START Supplied entries
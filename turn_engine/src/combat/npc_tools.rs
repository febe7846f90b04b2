//! DM tool operations on NPC combat profiles.

use game_rules::{GameState, NpcProfile};
use tracing::debug;

use super::CombatError;

fn profile_mut<'s>(state: &'s mut GameState, name: &str) -> Result<&'s mut NpcProfile, CombatError> {
    if !state.combat_state.active {
        return Err(CombatError::InvalidState("no combat is active".to_string()));
    }
    state
        .combat_state
        .npc_profile_mut(name)
        .ok_or_else(|| CombatError::UnknownNpc(name.to_string()))
}

/// Deal damage to an NPC. Returns the updated profile.
pub fn damage_npc<'s>(
    state: &'s mut GameState,
    name: &str,
    amount: u32,
) -> Result<&'s NpcProfile, CombatError> {
    let profile = profile_mut(state, name)?;
    profile.apply_damage(amount);
    debug!(npc = name, amount, hp = profile.hp_current, "npc damaged");
    Ok(profile)
}

/// Heal an NPC, capped at its maximum HP.
pub fn heal_npc<'s>(
    state: &'s mut GameState,
    name: &str,
    amount: u32,
) -> Result<&'s NpcProfile, CombatError> {
    let profile = profile_mut(state, name)?;
    profile.heal(amount);
    debug!(npc = name, amount, hp = profile.hp_current, "npc healed");
    Ok(profile)
}

/// Returns false if the NPC already had the condition.
pub fn add_npc_condition(
    state: &mut GameState,
    name: &str,
    condition: &str,
) -> Result<bool, CombatError> {
    Ok(profile_mut(state, name)?.add_condition(condition))
}

/// Returns false if the NPC did not have the condition.
pub fn remove_npc_condition(
    state: &mut GameState,
    name: &str,
    condition: &str,
) -> Result<bool, CombatError> {
    Ok(profile_mut(state, name)?.remove_condition(condition))
}

#[cfg(test)]
mod tests {
    use super::*;
    use crate::combat::start_combat;
    use game_rules::{CombatParticipant, ScriptedRoller, SessionConfig};

    fn state_in_combat() -> GameState {
        let mut state = GameState::new();
        let mut roller = ScriptedRoller::new([12]);
        start_combat(
            &mut state,
            &[CombatParticipant::new("ogre", 30)],
            &mut roller,
            &SessionConfig::default(),
        )
        .unwrap();
        state
    }

    #[test]
    fn test_damage_and_heal() {
        let mut state = state_in_combat();

        assert_eq!(damage_npc(&mut state, "ogre", 12).unwrap().hp_current, 18);
        assert_eq!(heal_npc(&mut state, "ogre", 50).unwrap().hp_current, 30);
        assert!(damage_npc(&mut state, "ogre", 45).unwrap().is_defeated());
    }

    #[test]
    fn test_unknown_npc() {
        let mut state = state_in_combat();
        assert_eq!(
            damage_npc(&mut state, "troll", 5).unwrap_err(),
            CombatError::UnknownNpc("troll".to_string())
        );
    }

    #[test]
    fn test_requires_active_combat() {
        let mut state = GameState::new();
        assert!(matches!(
            heal_npc(&mut state, "ogre", 5),
            Err(CombatError::InvalidState(_))
        ));
        assert!(matches!(
            add_npc_condition(&mut state, "ogre", "prone"),
            Err(CombatError::InvalidState(_))
        ));
    }

    #[test]
    fn test_conditions() {
        let mut state = state_in_combat();
        assert!(add_npc_condition(&mut state, "ogre", "Grappled").unwrap());
        assert!(!add_npc_condition(&mut state, "ogre", "grappled").unwrap());
        assert!(remove_npc_condition(&mut state, "ogre", "Grappled").unwrap());
        assert!(state.combat_state.npc_profile("ogre").unwrap().conditions.is_empty());
    }
}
END Supplied entries
* **Goal of the exercise**
Show all lines from the data that contain "CombatParticipant".

* **Output of the exercise**
    use game_rules::{CombatParticipant, ScriptedRoller, SessionConfig};
            &[CombatParticipant::new("ogre", 30)],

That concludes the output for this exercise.